As I looked across the trade show floor, here were brands we consume everyday in our home: Conagra, Tony’s Pizza, Kellogg’s, General Mills, Coca-Cola, Horizon, Tyson and more. They all have a K-12 product line that conforms to the Federal Regulations that dictate our children’s school nutrition.
Then I saw a booth for Chobani Greek Yogurt and asked Marilyn Moody if they had a K-12 product line and she took me to meet Cheryl with Chobani. Cheryl explained the Chobani was the same as I would buy as a consumer. It’s been tested in Quaboag District in Warren, MA where “The kids loved the delicious flavors and creamy consistency.”
Chobani did a pilot program here when the school district discovered that students weren’t meeting their daily calcium , protein and vitamin requirements. The search was on for a tasty, nutritious option to serve during meal periods. Because Chobani is made from all natural ingredients and real fruit, the school officials tested authentic strained Chobani Greek Yogurt in Strawberry and Vanilla blended flavors against the regular, unstrained yogurt they were serving. They received an overwhelming positive response.
Cheryl explained that the only difference between the school version and the consumer version is the size. The school version is a 4 ounce cup served at breakfast and a 6 ounce cup used as an à la carte option at lunch, while the 32 ounce bulk container is used to make yogurt parfaits with granola and fresh fruit to equal three meal components. The bulk Plain yogurt is used to make salad dressings and dipping sauces to help expand the menu to provide nutritious options like the California Dreaming Slaw recipe, I tried.
After walking the trade show and listening to the various things to consider, how the federal regulations must be adhered to and learning that for Marilyn Moody, there is a budget of $1.15 per child, per meal to make a plate look like this (the cost of milk has been removed from the amount).
We visited Schwan’s where I asked Marilyn Moody to allow me to watch her in action. I wanted to see what exactly she does.
It was incredible. It was like an auction where they were bidding one grain, two fruits and so much more. I listened in awe as she took a piece of pizza and broke it down into grains, the tomato paste a vegetable and Vitamin A and the cheese as dairy and just kept going. My mouth dropped. This woman knew her stuff and was going to make sure the children in her school district were well-fed and their nutrition maximized.

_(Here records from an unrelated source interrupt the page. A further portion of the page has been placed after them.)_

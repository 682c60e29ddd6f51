use serde::Deserialize;
use std::fs;
use std::path::{Path, PathBuf};

const DEFAULT_CONFIG_FILES: [&str; 2] = ["coderefine.yaml", "coderefine.json"];

#[derive(Debug, Clone, Default, Deserialize)]
pub struct Config {
    #[serde(default)]
    pub api_key: Option<String>,
    #[serde(default)]
    pub model: Option<String>,
    #[serde(default)]
    pub base_url: Option<String>,
    #[serde(default)]
    pub temperature: Option<f64>,
    #[serde(default)]
    pub max_tokens: Option<u32>,
    #[serde(default)]
    pub timeout_secs: Option<u64>,
    #[serde(default)]
    pub mock: bool,
}

/// Load configuration from a YAML/JSON file with environment overrides.
/// Without an explicit path, probes `coderefine.yaml` then `coderefine.json`
/// in the working directory and falls back to an empty config.
/// Env vars:
/// - GROQ_API_KEY
/// - CODEREFINE_MODEL
/// - CODEREFINE_BASE_URL
/// - CODEREFINE_TEMPERATURE
/// - CODEREFINE_MAX_TOKENS
/// - CODEREFINE_TIMEOUT_SECS
/// - CODEREFINE_MOCK=true|false
pub fn load_config(path: Option<&Path>) -> Result<Config, String> {
    let mut cfg = match path {
        Some(p) => parse_file(p)?,
        None => match default_config_path() {
            Some(p) => parse_file(&p)?,
            None => Config::default(),
        },
    };

    // Env overrides
    if let Ok(val) = std::env::var("GROQ_API_KEY") {
        if !val.is_empty() {
            cfg.api_key = Some(val);
        }
    }
    if let Ok(val) = std::env::var("CODEREFINE_MODEL") {
        if !val.is_empty() {
            cfg.model = Some(val);
        }
    }
    if let Ok(val) = std::env::var("CODEREFINE_BASE_URL") {
        if !val.is_empty() {
            cfg.base_url = Some(val);
        }
    }
    if let Ok(val) = std::env::var("CODEREFINE_TEMPERATURE") {
        if let Ok(v) = val.parse::<f64>() {
            cfg.temperature = Some(v);
        }
    }
    if let Ok(val) = std::env::var("CODEREFINE_MAX_TOKENS") {
        if let Ok(v) = val.parse::<u32>() {
            cfg.max_tokens = Some(v);
        }
    }
    if let Ok(val) = std::env::var("CODEREFINE_TIMEOUT_SECS") {
        if let Ok(v) = val.parse::<u64>() {
            cfg.timeout_secs = Some(v);
        }
    }
    if let Ok(val) = std::env::var("CODEREFINE_MOCK") {
        cfg.mock = matches!(val.to_lowercase().as_str(), "1" | "true" | "yes");
    }

    Ok(cfg)
}

fn default_config_path() -> Option<PathBuf> {
    DEFAULT_CONFIG_FILES
        .into_iter()
        .map(PathBuf::from)
        .find(|p| p.exists())
}

fn parse_file(p: &Path) -> Result<Config, String> {
    let contents =
        fs::read_to_string(p).map_err(|e| format!("failed to read config {}: {e}", p.display()))?;
    if p.extension().and_then(|s| s.to_str()) == Some("json") {
        serde_json::from_str(&contents)
            .map_err(|e| format!("failed to parse json config {}: {e}", p.display()))
    } else {
        serde_yaml::from_str(&contents)
            .map_err(|e| format!("failed to parse yaml config {}: {e}", p.display()))
    }
}

#[cfg(test)]
mod tests {
    use super::*;
    use std::sync::{Mutex, OnceLock};
    use tempfile::tempdir;

    fn env_lock() -> std::sync::MutexGuard<'static, ()> {
        static LOCK: OnceLock<Mutex<()>> = OnceLock::new();
        LOCK.get_or_init(|| Mutex::new(())).lock().unwrap()
    }

    fn clear_env() {
        for var in [
            "GROQ_API_KEY",
            "CODEREFINE_MODEL",
            "CODEREFINE_BASE_URL",
            "CODEREFINE_TEMPERATURE",
            "CODEREFINE_MAX_TOKENS",
            "CODEREFINE_TIMEOUT_SECS",
            "CODEREFINE_MOCK",
        ] {
            std::env::remove_var(var);
        }
    }

    #[test]
    fn loads_yaml_and_overrides_env() {
        let _guard = env_lock();
        clear_env();
        let dir = tempdir().unwrap();
        let path = dir.path().join("coderefine.yaml");
        let yaml = r#"
api_key: from-file
model: llama-3.1-8b-instant
temperature: 0.1
"#;
        std::fs::write(&path, yaml).unwrap();

        std::env::set_var("GROQ_API_KEY", "from-env");
        std::env::set_var("CODEREFINE_MODEL", "llama-3.3-70b-versatile");
        std::env::set_var("CODEREFINE_TIMEOUT_SECS", "60");
        std::env::set_var("CODEREFINE_MOCK", "true");

        let cfg = load_config(Some(&path)).unwrap();
        assert_eq!(cfg.api_key.as_deref(), Some("from-env"));
        assert_eq!(cfg.model.as_deref(), Some("llama-3.3-70b-versatile"));
        assert_eq!(cfg.temperature, Some(0.1));
        assert_eq!(cfg.timeout_secs, Some(60));
        assert!(cfg.mock);
        assert_eq!(cfg.base_url, None);
        assert_eq!(cfg.max_tokens, None);

        clear_env();
    }

    #[test]
    fn loads_json_config() {
        let _guard = env_lock();
        clear_env();
        let dir = tempdir().unwrap();
        let path = dir.path().join("coderefine.json");
        let json = r#"
{
  "api_key": "k1",
  "base_url": "http://localhost:8080/v1",
  "max_tokens": 2000,
  "mock": true
}
"#;
        std::fs::write(&path, json).unwrap();

        let cfg = load_config(Some(&path)).unwrap();
        assert_eq!(cfg.api_key.as_deref(), Some("k1"));
        assert_eq!(cfg.base_url.as_deref(), Some("http://localhost:8080/v1"));
        assert_eq!(cfg.max_tokens, Some(2000));
        assert!(cfg.mock);
    }

    #[test]
    fn empty_config_when_nothing_provided() {
        let _guard = env_lock();
        clear_env();
        let cfg = load_config(None).unwrap();
        assert_eq!(cfg.api_key, None);
        assert_eq!(cfg.model, None);
        assert_eq!(cfg.base_url, None);
        assert_eq!(cfg.temperature, None);
        assert_eq!(cfg.max_tokens, None);
        assert_eq!(cfg.timeout_secs, None);
        assert!(!cfg.mock);
    }

    #[test]
    fn missing_file_is_an_error() {
        let _guard = env_lock();
        let dir = tempdir().unwrap();
        let path = dir.path().join("absent.yaml");
        let err = load_config(Some(&path)).unwrap_err();
        assert!(err.contains("failed to read config"), "{err}");
    }

    #[test]
    fn ignores_unparseable_numeric_overrides() {
        let _guard = env_lock();
        clear_env();
        std::env::set_var("CODEREFINE_TEMPERATURE", "warm");
        std::env::set_var("CODEREFINE_MAX_TOKENS", "lots");
        let cfg = load_config(None).unwrap();
        assert_eq!(cfg.temperature, None);
        assert_eq!(cfg.max_tokens, None);
        clear_env();
    }
}
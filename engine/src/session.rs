use crate::history::{AnalysisLog, HistoryEntry};
use crate::reviewer::{AnalysisError, AnalysisResult, CodeReviewer};
use crate::AnalysisRequest;
use std::sync::atomic::{AtomicBool, Ordering};
use std::sync::{Arc, Mutex};
use thiserror::Error;
use tracing::error;

#[derive(Debug, Error)]
pub enum SessionError {
    #[error("an analysis is already in flight")]
    Busy,
    #[error(transparent)]
    Analysis(#[from] AnalysisError),
}

/// Owns one reviewer and the analysis log, and enforces the one-at-a-time
/// rule: a second `analyze` while one is outstanding is rejected without
/// touching the backend. Completed results are returned to the caller; the
/// session keeps no result state, only history metadata.
pub struct Session {
    reviewer: Arc<dyn CodeReviewer>,
    in_flight: AtomicBool,
    log: Mutex<AnalysisLog>,
}

impl Session {
    pub fn new(reviewer: Arc<dyn CodeReviewer>) -> Session {
        Session {
            reviewer,
            in_flight: AtomicBool::new(false),
            log: Mutex::new(AnalysisLog::new()),
        }
    }

    pub fn reviewer_name(&self) -> &str {
        self.reviewer.name()
    }

    pub async fn analyze(
        &self,
        request: &AnalysisRequest,
    ) -> Result<AnalysisResult, SessionError> {
        if self
            .in_flight
            .compare_exchange(false, true, Ordering::AcqRel, Ordering::Acquire)
            .is_err()
        {
            return Err(SessionError::Busy);
        }
        // Dropped on every exit path, including abandonment mid-await.
        let _guard = InFlightGuard(&self.in_flight);
        let result = match self.reviewer.analyze(request).await {
            Ok(result) => result,
            Err(err) => {
                error!(kind = err.kind(), backend = self.reviewer.name(), "analysis failed");
                return Err(err.into());
            }
        };
        if let Ok(mut log) = self.log.lock() {
            log.append(HistoryEntry::for_request(request));
        }
        Ok(result)
    }

    /// The most recent `n` history entries, newest first.
    pub fn history(&self, n: usize) -> Vec<HistoryEntry> {
        self.log
            .lock()
            .map(|log| log.recent(n))
            .unwrap_or_default()
    }

    /// Number of analyses completed successfully in this session.
    pub fn completed(&self) -> usize {
        self.log.lock().map(|log| log.len()).unwrap_or(0)
    }
}

struct InFlightGuard<'a>(&'a AtomicBool);

impl Drop for InFlightGuard<'_> {
    fn drop(&mut self) {
        self.0.store(false, Ordering::Release);
    }
}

In my two hours with Marilyn Moody, I have a new respect for school lunches. I learned there is great love for our children, not only from directors like Marilyn Moody, but from every company that is preparing and creating our children’s food. Their only responsibility is our children’s nutrition and they take it seriously.
I was sad to have to leave Marilyn Moody. She is an amazing woman whom I compared to Vogue Magazine. She’s setting trends, she’s walking the run way and making school lunch a modern wonder.

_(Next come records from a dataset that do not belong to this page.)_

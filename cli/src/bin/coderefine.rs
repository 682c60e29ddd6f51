use clap::Parser;
use cli::{run, Cli};
use tracing_subscriber::EnvFilter;

#[tokio::main]
async fn main() -> anyhow::Result<()> {
    tracing_subscriber::fmt()
        .with_env_filter(
            EnvFilter::try_from_default_env().unwrap_or_else(|_| EnvFilter::new("info")),
        )
        .with_writer(std::io::stderr)
        .init();
    run(Cli::parse()).await
}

As I joined another School Nutrition rock star, I happened to see Marilyn Moody on the floor doing what she loves–spreading the word about school lunch. Here she is with KCTV news:
They were explaining to viewers that the hope is to make pizza, Chinese food, juices and other foods have less sodium, calories, sugars and fats that our children will eat.
Marilyn Moody was ready, “We don’t tell the children that it’s healthy; that way the calories are reduced, the sodium is reduced and the children don’t know it.”